CORPORATE LINE: You wake up in the middle of the night with the feeling someone is in the room with you. You get a flash of panic as you fumble for your bedside lamp. But when you turn on the light, no one is there.
You might feel safe…but just because you can’t see something doesn’t mean it’s not there. Watching. Waiting. Existing at the fragile boundaries of our perception. There is a world around us, a world most of us never see – or never want to see.
As a child, Edward Carnby was given irrefutable proof of that world. He hasn’t slept well since. Now, twenty years later, Edward is a paranormal investigator. When the irrational and the inexplicable become undeniable, he is there. He is not out to change your mind. But he may be the only one who can save your life.
Now, the greatest mystery of Edward’s past is about to become the most dangerous case he has ever faced. Nineteen people have disappeared, and they have only one thing in common – each one grew up in the same orphanage as Edward. Looking for answers, Edward learns that an ancient artifact of considerable power has been discovered in a long-lost shipwreck. Amidst mounting danger, he turns to Aline Cedrac, a brilliant anthropologist who’s also his ex-flame – and the only person he really trusts.
In a world of ancient evils, lost civilizations, shadowy government conspiracies, and deadly paranormal threats, Edward and Aline come together to confront a supernatural enemy unlike anything they’ve ever seen before…one whose very existence could threaten all of humankind.
THE GOOD: Absolutely nothing.
THE BAD: Let’s start with the actors. Tara Reid is intolerable. Are we to believe she is a brilliant anthropologist? Would we buy Paris Hilton playing a rocket scientist? Not a chance. Casting a no-name actress would have been better than trying to pass off Reid as being brilliant at anything—she’s barely an actress. Christian Slater’s too cool, squinty-eyed hero is no better. Sure, he hasn’t worked in a long time but this isn’t the way to get back to stardom.
The rest of the cast seem more like people grabbed off the street and giving a script five minutes before shooting. Reality television has better actors than these “actors.”
The script is awful. Everything is by the book. Alone in the Dark pulls out all the Hollywood clichés and takes them to the extreme as it borrows from Alien, Raiders of the Lost Ark, National Treasure, Dawn of the Dead, and about ever action movie where someone sacrifices their lives for all of humanity.

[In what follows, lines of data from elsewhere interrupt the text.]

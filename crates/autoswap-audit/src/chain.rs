//! Hash-chain primitives: hashing and chain integrity verification.
//!
//! Hash input layout (bytes, in order):
//!   1. sequence as 8-byte little-endian
//!   2. prev_hash as UTF-8 bytes (64 ASCII hex chars)
//!   3. canonical JSON of the attempt (serde_json, no pretty-printing)

use sha2::{Digest, Sha256};

use autoswap_contracts::{
    error::{AutoswapError, AutoswapResult},
    execution::ExecutionAttempt,
};

use crate::event::HistoryEvent;

/// Compute the SHA-256 hash for one history event.
///
/// Returns a lowercase 64-character hex string, or `RecordFailed` if the
/// attempt cannot be serialized.
pub fn hash_event(sequence: u64, attempt: &ExecutionAttempt, prev_hash: &str) -> AutoswapResult<String> {
    let attempt_json = serde_json::to_vec(attempt).map_err(|e| AutoswapError::RecordFailed {
        reason: format!("execution attempt is not serializable: {}", e),
    })?;

    let mut hasher = Sha256::new();
    hasher.update(sequence.to_le_bytes());
    hasher.update(prev_hash.as_bytes());
    hasher.update(&attempt_json);

    Ok(hex::encode(hasher.finalize()))
}

/// Verify the integrity of a (possibly truncated) hash chain.
///
/// Returns `true` when:
///
/// 1. **Anchor**: the first event links to `GENESIS_HASH` if it is sequence
///    0; otherwise its own `prev_hash` is taken as the anchor, since the
///    events before it were evicted.
/// 2. **Contiguity**: sequence numbers increase by exactly one.
/// 3. **Linkage**: each `prev_hash` equals the preceding `this_hash`.
/// 4. **Correctness**: each `this_hash` matches its recomputed value.
///
/// An empty chain is valid.
pub fn verify_chain(events: &[HistoryEvent]) -> bool {
    let Some(first) = events.first() else {
        return true;
    };

    let mut expected_prev = if first.sequence == 0 {
        HistoryEvent::GENESIS_HASH.to_string()
    } else {
        first.prev_hash.clone()
    };
    let mut expected_sequence = first.sequence;

    for event in events {
        if event.sequence != expected_sequence || event.prev_hash != expected_prev {
            return false;
        }
        match hash_event(event.sequence, &event.attempt, &event.prev_hash) {
            Ok(recomputed) if recomputed == event.this_hash => {}
            _ => return false,
        }
        expected_prev = event.this_hash.clone();
        expected_sequence += 1;
    }

    true
}
//! Per-type trigger conditions.
//!
//! A `TriggerCondition` is the type-specific half of a rule, consulted only
//! after the cooldown gate has passed. Conditions look at nothing but the
//! latest signal for the agent's pool, and compare basis points as integers,
//! inclusively.

use autoswap_contracts::{
    execution::Decision,
    rule::{Rule, RuleType},
    signal::{Signal, SignalKind},
    Bps,
};

/// What a rule needs to see before it fires.
#[derive(Debug, Clone, Copy, PartialEq, Eq)]
pub enum TriggerCondition {
    /// Fires whenever the cooldown has elapsed; the cooldown is the interval.
    Interval,

    /// Fires on a signal of `kind` with `magnitude_bps >= threshold_bps`.
    SignalAtLeast { kind: SignalKind, threshold_bps: Bps },

    /// Needs a price oracle that is not wired in. Never fires.
    RequiresOracle,

    /// No trigger semantics are defined for this rule type. Never fires.
    Unsupported(RuleType),
}

impl TriggerCondition {
    pub fn for_rule(rule: &Rule) -> Self {
        match rule.rule_type {
            RuleType::TimeWeighted => TriggerCondition::Interval,
            RuleType::RebalanceThreshold | RuleType::StopLoss => TriggerCondition::SignalAtLeast {
                kind: SignalKind::PRICE_IMPACT,
                threshold_bps: rule.threshold_bps,
            },
            RuleType::CustomSignal => TriggerCondition::SignalAtLeast {
                kind: SignalKind(rule.target_value),
                threshold_bps: rule.threshold_bps,
            },
            RuleType::TakeProfit => TriggerCondition::RequiresOracle,
            other @ RuleType::LiquidityRange => TriggerCondition::Unsupported(other),
        }
    }

    pub fn check(&self, latest_signal: Option<&Signal>) -> Decision {
        match *self {
            TriggerCondition::Interval => Decision::execute("interval elapsed"),

            TriggerCondition::SignalAtLeast { kind, threshold_bps } => {
                let Some(signal) = latest_signal else {
                    return Decision::skip("no signal");
                };
                if signal.kind != kind {
                    return Decision::skip(format!("no signal: latest is {}, need {}", signal.kind, kind));
                }
                if signal.magnitude_bps >= threshold_bps {
                    Decision::execute(format!(
                        "{} {}bps >= threshold {}bps",
                        kind, signal.magnitude_bps, threshold_bps
                    ))
                } else {
                    Decision::skip(format!(
                        "below threshold: {}bps < {}bps",
                        signal.magnitude_bps, threshold_bps
                    ))
                }
            }

            TriggerCondition::RequiresOracle => {
                Decision::skip("insufficient data: take-profit requires a price oracle")
            }

            TriggerCondition::Unsupported(rule_type) => {
                Decision::skip(format!("unsupported rule type {:?}", rule_type))
            }
        }
    }
}
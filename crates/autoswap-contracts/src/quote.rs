//! Quote and settlement types exchanged with the quote/settle provider.

use serde::{Deserialize, Serialize};

use crate::{agent::TokenId, Amount, Bps, Timestamp, BPS_DENOMINATOR};

/// A request for a swap quote.
#[derive(Debug, Clone, PartialEq, Eq, Serialize, Deserialize)]
pub struct SwapRequest {
    pub token_in: TokenId,
    pub token_out: TokenId,
    pub amount_in: Amount,
    pub slippage_bps: Bps,
}

/// A provider quote for a [`SwapRequest`].
#[derive(Debug, Clone, PartialEq, Eq, Serialize, Deserialize)]
pub struct Quote {
    pub token_in: TokenId,
    pub token_out: TokenId,
    pub amount_in: Amount,
    pub amount_out: Amount,
    pub slippage_bps: Bps,
    /// Provider-defined route description (pool hops, venue).
    pub route: String,
    pub quoted_at: Timestamp,
}

impl Quote {
    /// `amount_out * (10000 - slippage_bps) / 10000`, rounded down.
    pub fn min_amount_out(&self) -> Amount {
        let keep = Amount::from(BPS_DENOMINATOR.saturating_sub(self.slippage_bps));
        self.amount_out.saturating_mul(keep) / Amount::from(BPS_DENOMINATOR)
    }
}

/// Handle to an off-chain settlement session with the counter-party.
#[derive(Debug, Clone, PartialEq, Eq, Hash, Serialize, Deserialize)]
pub struct SessionId(pub String);

/// A confirmed settlement on either path.
#[derive(Debug, Clone, PartialEq, Eq, Serialize, Deserialize)]
pub struct Settlement {
    /// Amount of `token_out` actually received.
    pub amount_out: Amount,
    /// Session update id (off-chain) or transaction hash (on-chain).
    pub reference: String,
}
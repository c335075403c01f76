//! Scenario 3: Stop-loss on a price-impact tape
//!
//! An agent protects a 1000 WETH position with a `StopLoss` rule at 500bps
//! and full-balance sizing. The sell-off tape is replayed through the signal
//! poller; every ingested signal triggers an evaluation pass.
//!
//! Pipeline walk-through for the demo run:
//!   1. Each tape entry is appended to the signal log at its own time
//!   2. The poller ingests it and advances the watermark
//!   3. The signal trigger starts a pass over the latest pool signal
//!   4. Impact below 500bps, or a non-price signal, never fires
//!   5. At 615bps the whole WETH balance is swapped out
//!   6. At 880bps the rule is ready again but there is nothing left to sell

use std::sync::Arc;

use autoswap_contracts::{
    error::AutoswapResult,
    rule::{RuleParams, RuleType},
};
use autoswap_core::{
    config::{EngineConfig, SizingPolicy},
    traits::{CursorStore, ExecutionRecorder},
};
use autoswap_runtime::{trigger, SignalPoller, Trigger};
use autoswap_store::MemoryCursorStore;

use crate::{
    mock_data::{usdc, weth, GENESIS, SELL_OFF_TAPE},
    provider::OffChainBehaviour,
    scenarios::{print_history, ScenarioReport},
    World,
};

pub const STOP_LOSS_BPS: u32 = 500;

/// Run Scenario 3: Stop-loss on a price-impact tape.
pub async fn run_scenario() -> AutoswapResult<ScenarioReport> {
    println!("=== Scenario 3: Stop-loss on a price-impact tape ===");
    println!();

    let mut config = EngineConfig::default();
    config.executor.sizing = SizingPolicy::FullBalance;

    let mut report = ScenarioReport::new("stop-loss");
    let world = World::new(config, OffChainBehaviour::Succeed, 0)?;
    let agent_id = world.spawn_agent(1_000, &[RuleParams::new(RuleType::StopLoss, STOP_LOSS_BPS, 0, 60)]).await?;
    let evaluation = world.evaluation_loop();

    let cursor = Arc::new(MemoryCursorStore::new());
    let (tx, mut rx) = trigger::channel(SELL_OFF_TAPE.len());
    let poller = SignalPoller::new(world.signals.clone(), cursor.clone(), tx, world.config.scheduler.clone());

    println!("  Agent {agent_id}: 1000 WETH, StopLoss at {STOP_LOSS_BPS}bps, sizing full balance");
    println!();

    let mut fired_at = Vec::new();
    for entry in SELL_OFF_TAPE {
        world.clock.set(GENESIS + entry.offset_secs);
        world.emit_signal(entry.kind, entry.magnitude_bps)?;
        poller.poll_once().await?;

        while let Ok(Trigger::Signal { sequence, .. }) = rx.try_recv() {
            let pass = evaluation.evaluate_pass().await?;
            println!(
                "  t={:<4} #{} {:<13} {:>5}bps  dispatched={} succeeded={} skipped={}",
                world.now(),
                sequence,
                entry.kind.to_string(),
                entry.magnitude_bps,
                pass.rules_dispatched,
                pass.succeeded,
                pass.gate_rejected
            );
            if pass.succeeded > 0 {
                fired_at.push(entry.magnitude_bps);
            }
        }
    }
    println!();

    report.check("fired exactly once, at 615bps", fired_at == [615]);
    report.check("watermark past the whole tape", cursor.load()? == Some(SELL_OFF_TAPE.len() as u64));

    let weth_left = world.balance(agent_id, &weth())?;
    let usdc_held = world.balance(agent_id, &usdc())?;
    println!("  Balances:               WETH {weth_left} USDC {usdc_held}");
    report.check("position fully exited: WETH 0 / USDC 950", weth_left == 0 && usdc_held == 950);
    report.check("one record in history", world.recorder.query(Some(agent_id), 10)?.len() == 1);
    report.check("ledger solvent", world.ledger.check_all_solvency().is_ok());

    print_history(&mut report, &world);
    println!("  Scenario 3 complete.");
    println!();

    Ok(report)
}
//! # autoswap-core
//!
//! The execution runtime for autoswap agents.
//!
//! This crate provides:
//! - The collaborator traits (`ChainReader`, `ExecutionGate`, `AgentLedger`,
//!   `SignalSource`, `QuoteProvider`, `ExecutionRecorder`, `CursorStore`)
//! - The `DualPathExecutor` that drives one ready rule to a terminal outcome
//! - Engine configuration, the clock abstraction, and per-agent locks
//!
//! ## Usage
//!
//! ```rust,ignore
//! use autoswap_core::{DualPathExecutor, ExecutorDeps, config::EngineConfig};
//!
//! let config = EngineConfig::from_file(Path::new("autoswap.toml"))?;
//! let executor = DualPathExecutor::new(deps, config.executor);
//! let result = executor.execute(&agent, rule_index, &rule).await?;
//! ```

pub mod config;
pub mod executor;
pub mod locks;
pub mod timing;
pub mod traits;

pub use executor::{DualPathExecutor, ExecutorDeps};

The director Uwe Boll should be ashamed of himself—unless his goal was to make a major studio B-movie that was supposed to be an A-movie he was a complete failure. Everything about Alone in the Dark is contrived and terribly executed. The props are terrible. The Bureau 713 army has costumes that amount to black pants and t-shirt with helmets and a gun—we can find better costumes at Wal-Mart. The monsters are where Boll blew his budget and even that wasn’t worth it—unless of course they called the folks at Alien and borrowed their monster on the cheap.
FRANKLY: In the end if you need a laugh at the expense of Hollywood than Alone in the Dark is your ticket. Whoever green lighted this should be ashamed of themselves because this is as bad a movie as there is today.